Gus Walz showed the world this week what it means to live with embodied heart.
Gus, the 17-year-old son of Democratic vice presidential nominee Tim Walz, couldn’t contain his excitement when his father spoke at the Democratic National Convention, looking his wife Gwen, his daughter Hope and Gus in the eyes and telling them they are “his entire world.”
With happy tears in his eyes and on his face, Gus, who happens to have a nonverbal learning disorder, attention-deficit hyperactivity disorder and an anxiety disorder, leaped out of his chair and proudly pointed at his dad, shouting, “That’s my dad!” to the crowd around him.
I didn’t watch the convention that night, but when I hopped on my social media feed the following day and saw pictures of the moment, I got goosebumps and my eyes began to tear up.
This is what living real looks like: where a young man joyfully and unequivocally expresses the love between a father and son with nothing but a pure heart and no concern about how it appears to others.
I’ve been fortunate to meet plenty of “Guses” in my life.
When I worked at the Easter Seals’ Timber Pointe Outdoor Center, I was blessed to interact with folks with all types of physical and developmental disabilities. These disabilities ranged from mild to profound and were reflected in the level of independence the campers were able to live with in their daily lives.
I learned early on that these children and adults were the teachers and I was the student.
They showed me over and over again what it means to live with your heart on your sleeve. They did not waste time with social mores; they exuberantly expressed their affection for life and the happiness they felt to be seeing their friends and living life at camp for the week.
I am not going to lie. The first week of camp my first year was for adults with physical disabilities, and when those of us in the office staff walked down to the dining hall that week for lunch, I wasn’t prepared for what I saw: a room full of fully grown humans confined to wheelchairs being spoon fed by young, college-age counselors.
It was jarring. So jarring that I had to force myself to not look away.
Because it wasn’t what I was used to, having just left my job at a major insurance company, where I had worked for eight years.
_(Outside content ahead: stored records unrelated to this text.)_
//! Isolation forest scoring model.
//!
//! Each tree recursively splits a random sub-sample on a random feature at a
//! random cut point until every point is isolated or the height limit is hit.
//! Points that isolate in few splits sit away from the bulk of the baseline and
//! get a score close to 1; points deep inside it score well below 0.5.

use rand::rngs::StdRng;
use rand::{Rng, SeedableRng};
use tracing::{debug, warn};

use crate::config::ModelConfig;
use crate::detect::{DetectError, Label, Verdict};
use crate::features::FeatureVector;

const EULER_GAMMA: f64 = 0.577_215_664_901_532_9;

/// Construction parameters. Fixed once the forest exists.
#[derive(Debug, Clone, Copy, PartialEq)]
pub struct ForestParams {
    pub n_estimators: usize,
    pub contamination: f64,
    pub max_samples: usize,
    pub seed: u64,
}

impl From<&ModelConfig> for ForestParams {
    fn from(cfg: &ModelConfig) -> Self {
        Self {
            n_estimators: cfg.n_estimators,
            contamination: cfg.contamination,
            max_samples: cfg.max_samples,
            seed: cfg.seed,
        }
    }
}

impl ForestParams {
    /// Smallest baseline that fits without the undersized-baseline warning.
    pub fn recommended_baseline(&self) -> usize {
        self.n_estimators.saturating_mul(2)
    }
}

#[derive(Debug, Clone)]
enum Node {
    Split {
        feature: usize,
        cut: f64,
        left: usize,
        right: usize,
    },
    Leaf {
        size: usize,
    },
}

/// One isolation tree, stored as a node arena rooted at index 0.
#[derive(Debug, Clone)]
struct IsolationTree {
    nodes: Vec<Node>,
}

impl IsolationTree {
    fn build(data: &[&[f64]], sample: Vec<usize>, height_limit: usize, rng: &mut StdRng) -> Self {
        let mut tree = Self { nodes: Vec::new() };
        tree.grow(data, sample, 0, height_limit, rng);
        tree
    }

    fn grow(
        &mut self,
        data: &[&[f64]],
        idx: Vec<usize>,
        depth: usize,
        height_limit: usize,
        rng: &mut StdRng,
    ) -> usize {
        let id = self.nodes.len();
        self.nodes.push(Node::Leaf { size: idx.len() });

        if depth >= height_limit || idx.len() <= 1 {
            return id;
        }

        // Only features that still vary inside this node can split it.
        let width = data[idx[0]].len();
        let candidates: Vec<(usize, f64, f64)> = (0..width)
            .filter_map(|f| {
                let (lo, hi) = idx.iter().fold((f64::INFINITY, f64::NEG_INFINITY), |(lo, hi), &i| {
                    (lo.min(data[i][f]), hi.max(data[i][f]))
                });
                (lo.is_finite() && hi.is_finite() && hi > lo).then_some((f, lo, hi))
            })
            .collect();
        if candidates.is_empty() {
            return id;
        }

        let (feature, lo, hi) = candidates[rng.gen_range(0..candidates.len())];
        let cut = rng.gen_range(lo..hi);
        let (left_idx, right_idx): (Vec<usize>, Vec<usize>) =
            idx.into_iter().partition(|&i| data[i][feature] < cut);

        let left = self.grow(data, left_idx, depth + 1, height_limit, rng);
        let right = self.grow(data, right_idx, depth + 1, height_limit, rng);
        self.nodes[id] = Node::Split {
            feature,
            cut,
            left,
            right,
        };
        id
    }

    fn path_length(&self, x: &[f64]) -> f64 {
        let mut node = 0;
        let mut depth = 0.0;
        loop {
            match self.nodes[node] {
                Node::Split {
                    feature,
                    cut,
                    left,
                    right,
                } => {
                    node = if x[feature] < cut { left } else { right };
                    depth += 1.0;
                }
                Node::Leaf { size } => return depth + average_path_length(size),
            }
        }
    }
}

/// Average path length of an unsuccessful BST search over `n` points.
fn average_path_length(n: usize) -> f64 {
    match n {
        0 | 1 => 0.0,
        2 => 1.0,
        _ => {
            let n = n as f64;
            2.0 * ((n - 1.0).ln() + EULER_GAMMA) - 2.0 * (n - 1.0) / n
        }
    }
}

/// Linear-interpolated quantile of an ascending slice, `q` in [0, 1].
fn quantile(sorted: &[f64], q: f64) -> f64 {
    let pos = q * (sorted.len() - 1) as f64;
    let lo = pos.floor() as usize;
    let hi = pos.ceil() as usize;
    sorted[lo] + (sorted[hi] - sorted[lo]) * (pos - lo as f64)
}

#[derive(Debug, Clone)]
struct Fitted {
    fields: &'static [&'static str],
    trees: Vec<IsolationTree>,
    sample_size: usize,
    threshold: f64,
}

/// Unsupervised ensemble labeling scaled feature vectors Normal or Anomaly.
#[derive(Debug, Clone)]
pub struct IsolationForest {
    params: ForestParams,
    fitted: Option<Fitted>,
}

impl IsolationForest {
    pub fn new(params: ForestParams) -> Self {
        Self {
            params,
            fitted: None,
        }
    }

    pub fn params(&self) -> &ForestParams {
        &self.params
    }

    pub fn is_fitted(&self) -> bool {
        self.fitted.is_some()
    }

    /// Score above which a vector is labeled Anomaly.
    pub fn threshold(&self) -> Option<f64> {
        self.fitted.as_ref().map(|f| f.threshold)
    }

    /// Build the ensemble from a scaled baseline and derive the label threshold
    /// from the configured contamination.
    pub fn fit(&mut self, batch: &[FeatureVector]) -> Result<(), DetectError> {
        let first = batch.first().ok_or(DetectError::EmptyBaseline)?;
        let fields = first.fields();
        if let Some(bad) = batch.iter().find(|v| !v.same_shape(fields)) {
            return Err(DetectError::shape(fields, bad.fields()));
        }

        let recommended = self.params.recommended_baseline();
        if batch.len() < recommended {
            warn!(
                baseline = batch.len(),
                recommended,
                n_estimators = self.params.n_estimators,
                "baseline is small for the ensemble size"
            );
        }

        let data: Vec<&[f64]> = batch.iter().map(FeatureVector::values).collect();
        let sample_size = self.params.max_samples.min(data.len()).max(1);
        let height_limit = (sample_size as f64).log2().ceil().max(1.0) as usize;

        let mut rng = StdRng::seed_from_u64(self.params.seed);
        let trees = (0..self.params.n_estimators)
            .map(|_| {
                let sample = rand::seq::index::sample(&mut rng, data.len(), sample_size).into_vec();
                IsolationTree::build(&data, sample, height_limit, &mut rng)
            })
            .collect();

        let mut fitted = Fitted {
            fields,
            trees,
            sample_size,
            threshold: f64::INFINITY,
        };

        let mut scores: Vec<f64> = data.iter().map(|x| fitted.score(x)).collect();
        scores.sort_by(f64::total_cmp);
        fitted.threshold = quantile(&scores, 1.0 - self.params.contamination);

        debug!(
            trees = self.params.n_estimators,
            sample_size,
            height_limit,
            threshold = fitted.threshold,
            "isolation forest fitted"
        );
        self.fitted = Some(fitted);
        Ok(())
    }

    /// Score and label one scaled vector.
    pub fn predict(&self, v: &FeatureVector) -> Result<Verdict, DetectError> {
        let fitted = self.fitted.as_ref().ok_or(DetectError::NotFitted)?;
        if !v.same_shape(fitted.fields) {
            return Err(DetectError::shape(fitted.fields, v.fields()));
        }
        let score = fitted.score(v.values());
        let label = if score > fitted.threshold {
            Label::Anomaly
        } else {
            Label::Normal
        };
        Ok(Verdict { label, score })
    }

    pub fn predict_batch(&self, batch: &[FeatureVector]) -> Result<Vec<Verdict>, DetectError> {
        batch.iter().map(|v| self.predict(v)).collect()
    }
}

impl Fitted {
    fn score(&self, x: &[f64]) -> f64 {
        let total: f64 = self.trees.iter().map(|t| t.path_length(x)).sum();
        let mean = total / self.trees.len() as f64;
        let norm = average_path_length(self.sample_size);
        if norm > 0.0 {
            2f64.powf(-mean / norm)
        } else {
            0.5
        }
    }
}

#[cfg(test)]
mod tests {
    use super::*;

    fn params(n_estimators: usize, contamination: f64, seed: u64) -> ForestParams {
        ForestParams {
            n_estimators,
            contamination,
            max_samples: 256,
            seed,
        }
    }

    /// A 10x10 grid around the origin plus a far corner point.
    fn grid_with_outlier() -> Vec<FeatureVector> {
        let mut batch: Vec<FeatureVector> = (0..100)
            .map(|i| FeatureVector::traffic((i % 10) as f64 / 10.0, (i / 10) as f64 / 10.0))
            .collect();
        batch.push(FeatureVector::traffic(8.0, 8.0));
        batch
    }

    #[test]
    fn test_average_path_length() {
        assert_eq!(average_path_length(0), 0.0);
        assert_eq!(average_path_length(1), 0.0);
        assert_eq!(average_path_length(2), 1.0);
        // c(256) is roughly 10.24
        assert!((average_path_length(256) - 10.24).abs() < 0.01);
    }

    #[test]
    fn test_quantile_interpolates() {
        let sorted = [0.0, 1.0, 2.0, 3.0];
        assert_eq!(quantile(&sorted, 0.0), 0.0);
        assert_eq!(quantile(&sorted, 1.0), 3.0);
        assert!((quantile(&sorted, 0.5) - 1.5).abs() < 1e-12);
    }

    #[test]
    fn test_predict_before_fit() {
        let forest = IsolationForest::new(params(10, 0.05, 1));
        assert_eq!(
            forest.predict(&FeatureVector::traffic(0.0, 0.0)).unwrap_err(),
            DetectError::NotFitted
        );
    }

    #[test]
    fn test_fit_empty() {
        let mut forest = IsolationForest::new(params(10, 0.05, 1));
        assert_eq!(forest.fit(&[]), Err(DetectError::EmptyBaseline));
    }

    #[test]
    fn test_outlier_scores_highest() {
        let batch = grid_with_outlier();
        let mut forest = IsolationForest::new(params(100, 0.01, 7));
        forest.fit(&batch).unwrap();

        let verdicts = forest.predict_batch(&batch).unwrap();
        let outlier = verdicts.last().unwrap();
        assert_eq!(outlier.label, Label::Anomaly);
        assert!(verdicts[..100].iter().all(|v| v.score < outlier.score));
    }

    #[test]
    fn test_same_seed_same_labels() {
        let batch = grid_with_outlier();
        let run = |seed| {
            let mut forest = IsolationForest::new(params(50, 0.05, seed));
            forest.fit(&batch).unwrap();
            forest
                .predict_batch(&batch)
                .unwrap()
                .into_iter()
                .map(|v| (v.label, v.score.to_bits()))
                .collect::<Vec<_>>()
        };
        assert_eq!(run(42), run(42));
    }

    #[test]
    fn test_params_are_kept() {
        let mut forest = IsolationForest::new(params(25, 0.04, 3));
        forest.fit(&grid_with_outlier()).unwrap();
        assert_eq!(forest.params().n_estimators, 25);
        assert_eq!(forest.params().contamination, 0.04);
    }

    #[test]
    fn test_constant_baseline_does_not_split() {
        let batch: Vec<FeatureVector> = (0..20).map(|_| FeatureVector::traffic(1.0, 1.0)).collect();
        let mut forest = IsolationForest::new(params(10, 0.05, 1));
        forest.fit(&batch).unwrap();
        let v = forest.predict(&FeatureVector::traffic(1.0, 1.0)).unwrap();
        assert_eq!(v.label, Label::Normal);
    }
}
I would come to know differences between camp life and corporate life were vast, and this was an example.
In the corporate world, everyday life often is about wearing a mask just to survive. In the camp world, everyday life is about taking off those masks and living joyfully from the wild soul that animates us.
At camp, everyone was free to be real.
Even in those with more profound disabilities who needed one-to-one care, the stuff that makes us fully human – heart and soul – was alive and well. Sometimes you just have to look a little deeper to see that spark. And that’s not on them, it’s on us.
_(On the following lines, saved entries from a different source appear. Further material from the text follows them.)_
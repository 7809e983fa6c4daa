//! Database schema and migrations.

use anyhow::Result;
use chrono::SecondsFormat;
use rusqlite::types::ValueRef;
use rusqlite::{params, Connection, Row};
use tracing::{info, warn};

use super::parse_timestamp;

/// Current schema version recorded in `schema_version`.
pub const SCHEMA_VERSION: i64 = 1;

const ANOMALIES_TABLE: &str = "CREATE TABLE IF NOT EXISTS anomalies (
    id INTEGER PRIMARY KEY AUTOINCREMENT,
    timestamp TEXT NOT NULL,
    source_address TEXT NOT NULL DEFAULT '',
    packet_size REAL NOT NULL,
    response_time REAL NOT NULL,
    status TEXT NOT NULL DEFAULT 'Anomaly' CHECK (status = 'Anomaly'),
    explanation TEXT NOT NULL
);";

/// Run all pending migrations. Safe to call on every startup.
pub fn migrate(conn: &Connection) -> Result<()> {
    conn.execute_batch(
        "CREATE TABLE IF NOT EXISTS schema_version (
            version INTEGER PRIMARY KEY,
            applied_at TEXT NOT NULL DEFAULT (datetime('now'))
        );",
    )?;

    // An `anomalies` table without a recorded version was written by the earlier
    // dashboard: loose column types, NULLs allowed, address column named `ip_address`.
    let versioned: bool = conn.query_row(
        "SELECT EXISTS(SELECT 1 FROM schema_version WHERE version = ?1)",
        [SCHEMA_VERSION],
        |row| row.get(0),
    )?;
    if !versioned && has_table(conn, "anomalies")? {
        rebuild_legacy(conn)?;
    }

    conn.execute_batch(ANOMALIES_TABLE)?;
    conn.execute_batch("CREATE INDEX IF NOT EXISTS idx_anomalies_timestamp ON anomalies(timestamp);")?;

    conn.execute(
        "INSERT OR IGNORE INTO schema_version (version) VALUES (?1)",
        [SCHEMA_VERSION],
    )?;

    Ok(())
}

/// A legacy row that fits the strict schema.
struct LegacyRow {
    id: i64,
    timestamp: String,
    source_address: String,
    packet_size: f64,
    response_time: f64,
    explanation: String,
}

impl LegacyRow {
    /// `None` when the row cannot be represented as an anomaly record.
    fn decode(row: &Row<'_>) -> rusqlite::Result<Option<Self>> {
        let id: i64 = row.get(0)?;
        let timestamp = match row.get_ref(1)? {
            ValueRef::Text(t) => std::str::from_utf8(t)
                .ok()
                .and_then(|s| parse_timestamp(s).ok())
                .map(|ts| ts.to_rfc3339_opts(SecondsFormat::Micros, true)),
            _ => None,
        };
        let packet_size = measurement(row.get_ref(3)?);
        let response_time = measurement(row.get_ref(4)?);
        let status_ok = match row.get_ref(5)? {
            ValueRef::Null => true,
            ValueRef::Text(t) => t == b"Anomaly",
            _ => false,
        };

        let (Some(timestamp), Some(packet_size), Some(response_time), true) =
            (timestamp, packet_size, response_time, status_ok)
        else {
            return Ok(None);
        };

        Ok(Some(Self {
            id,
            timestamp,
            source_address: text_or_empty(row.get_ref(2)?),
            packet_size,
            response_time,
            explanation: text_or_empty(row.get_ref(6)?),
        }))
    }
}

/// Numeric cell, or numeric text, that is finite and non-negative.
fn measurement(value: ValueRef<'_>) -> Option<f64> {
    let x = match value {
        ValueRef::Real(f) => f,
        ValueRef::Integer(i) => i as f64,
        ValueRef::Text(t) => std::str::from_utf8(t).ok()?.trim().parse().ok()?,
        _ => return None,
    };
    (x.is_finite() && x >= 0.0).then_some(x)
}

fn text_or_empty(value: ValueRef<'_>) -> String {
    match value {
        ValueRef::Text(t) => String::from_utf8_lossy(t).into_owned(),
        _ => String::new(),
    }
}

/// Copy a legacy table into the strict schema. Rows that do not decode are
/// skipped with a warning; ids of kept rows are preserved.
fn rebuild_legacy(conn: &Connection) -> Result<()> {
    let address = if has_column(conn, "anomalies", "source_address")? {
        "source_address"
    } else if has_column(conn, "anomalies", "ip_address")? {
        "ip_address"
    } else {
        "NULL"
    };

    let tx = conn.unchecked_transaction()?;
    tx.execute_batch("ALTER TABLE anomalies RENAME TO anomalies_legacy;")?;
    tx.execute_batch(ANOMALIES_TABLE)?;

    let (mut kept, mut skipped) = (0usize, 0usize);
    {
        let mut select = tx.prepare(&format!(
            "SELECT id, timestamp, {address}, packet_size, response_time, status, explanation
             FROM anomalies_legacy ORDER BY id"
        ))?;
        let mut insert = tx.prepare(
            "INSERT INTO anomalies (id, timestamp, source_address, packet_size, response_time, status, explanation)
             VALUES (?1, ?2, ?3, ?4, ?5, 'Anomaly', ?6)",
        )?;

        let mut rows = select.query([])?;
        while let Some(row) = rows.next()? {
            match LegacyRow::decode(row)? {
                Some(r) => {
                    insert.execute(params![
                        r.id,
                        r.timestamp,
                        r.source_address,
                        r.packet_size,
                        r.response_time,
                        r.explanation
                    ])?;
                    kept += 1;
                }
                None => {
                    skipped += 1;
                    let id: Option<i64> = row.get(0).ok();
                    warn!(?id, "skipping legacy anomaly row that does not fit the schema");
                }
            }
        }
    }

    tx.execute_batch("DROP TABLE anomalies_legacy;")?;
    tx.commit()?;
    info!(kept, skipped, "migrated legacy anomaly table");
    Ok(())
}

fn has_table(conn: &Connection, table: &str) -> Result<bool> {
    let count: i64 = conn.query_row(
        "SELECT count(*) FROM sqlite_master WHERE type = 'table' AND name = ?1",
        [table],
        |row| row.get(0),
    )?;
    Ok(count > 0)
}

fn has_column(conn: &Connection, table: &str, column: &str) -> Result<bool> {
    let count: i64 = conn.query_row(
        "SELECT count(*) FROM pragma_table_info(?1) WHERE name = ?2",
        [table, column],
        |row| row.get(0),
    )?;
    Ok(count > 0)
}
Finally, perhaps the most important lesson of all I learned during my time at TPOC was that all of us, every single one of us, has some kind of “disability.” Most of us don’t have the kind that can be defined by a medical textbook, but if we do some real soul searching, we will see there is something that keeps us from being fully engaged with other people.
And all too often, our disabilities – bullying, insensitivity, selfishness, greed, fear, insecurity, pride, etc. – are far more pervasive and detrimental than other disabilities because our disabilities have a hurtful, rippling effect on the world around us.
In living unapologetically and unashamedly from his heart, Gus Walz showed the world that whatever our so-called “weaknesses” might be, showing our love and affection for one another is what being real is all about.
And that is what will carry us forward now and in every age to come.